I'm new to the forum and just beginning to get back into the hobby. My wife only "allowed" me to purchase a 75gallon and 90 gallon tank FOR NOW. Long story short, I had way too many tanks set up years ago and it was either her or the fish... lol

Long story short, I've never used pool filter sand as substrate before. I have absolutely NO idea what I'm looking for and have been searching for several days.

I'm in Northern Ontario, Canada. Looking for a nice white, natural looking sand however, I may consider going black as well.

Any help or a little push in the right direction would be GREATLY appreciated!

Cheers


----------



## tanker3 (May 18, 2015)

I have pool filter sand in my tank. I ordered and got from local hardware store (ACE). See what colors they have, maybe only one color. Mine is a light 
whitish beige, I like it, but does show poop more though. I added a PH to the tank and it blows the poop closer to the filters (Problem semi-solved).
IMO, pool filter sand is sooooo easy to clean, it is worth buying. Also it is cheap, so another plus.


----------



## mark_j (Jul 15, 2016)

I use pool filter sand too. Bought two bags at a swimming pool supply store, but they sell it at many hardware stores also. Rinsed it in 5-gallon buckets with my garden hose and dumped it in the tank. Very happy.

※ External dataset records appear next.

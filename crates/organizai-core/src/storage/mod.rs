mod config;

pub use config::{ApiConfig, Config, PlannerConfig};

use std::path::PathBuf;

use crate::error::ConfigError;

/// Path of `~/.config/organizai[-dev]/` based on ORGANIZAI_ENV, without
/// touching the filesystem.
pub fn config_dir() -> PathBuf {
    let base_dir = dirs::home_dir()
        .unwrap_or_else(|| PathBuf::from("."))
        .join(".config");

    let env = std::env::var("ORGANIZAI_ENV").unwrap_or_else(|_| "production".to_string());

    if env == "dev" {
        base_dir.join("organizai-dev")
    } else {
        base_dir.join("organizai")
    }
}

/// Returns `~/.config/organizai[-dev]/`, creating it if needed.
///
/// Set ORGANIZAI_ENV=dev to use development data directory.
///
/// # Errors
/// Returns an error if creating the config directory fails.
pub fn data_dir() -> Result<PathBuf, ConfigError> {
    let dir = config_dir();
    std::fs::create_dir_all(&dir)
        .map_err(|e| ConfigError::DirUnavailable(format!("{}: {e}", dir.display())))?;
    Ok(dir)
}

Fish poop sits on top and is easy to vacuum off, but you can also see each piece of poop in vivid detail, so there is a drawback. Would recommend, especially for the price.


----------



## DJRansome (Oct 29, 2005)

Once you find pool filter sand...there is usually only one option/store. You want 100% silica. The grain is 20 but that is true for the PFS most commonly stocked for consumers. Color is not optional...sand colored. Some are whiter...some are more beige.

Around here you have to go to a pool and spa supply store.


----------



## Burkely13 (Oct 12, 2016)

Thank you very much for the replies.

I had a feeling it had to be 100% something or other, wasn't sure if it was silica or whatnot.

I contacted a few pool supply stores, and mentioned to them what I wanted to use it for. They seemed dumbfounded by the whole idea!

Once again, appreciate the replies! Here's to hoping they have a nice white in stock, with my luck it will be a slime color lol!!!

Cheers!


----------



## DJRansome (Oct 29, 2005)

As mentioned, since the material is meant for the inside of a pool filter...it is not decorative and does not come in colors. The natural color of silica is a beige sand color.


----------



## Burkely13 (Oct 12, 2016)

Thank you DJ. That's understandable, just stating that I hope my local store doesn't carry anything in awful colours.

With that being said, I guess it's just pure luck when some folks end up getting a really nice, black pool sand?

Cheers!


----------



## DJRansome (Oct 29, 2005)

For black sand...you have to choose something other than pool filter sand.


----------



## tanker3 (May 18, 2015)

If you really want a Black sand, I think you can get Black Diamond sand from a "Sand-blasting company".

PS. I only needed one bag of the PFS for my 75gal.


----------



## DJRansome (Oct 29, 2005)

I gave Mrbudda a separate topic.


----------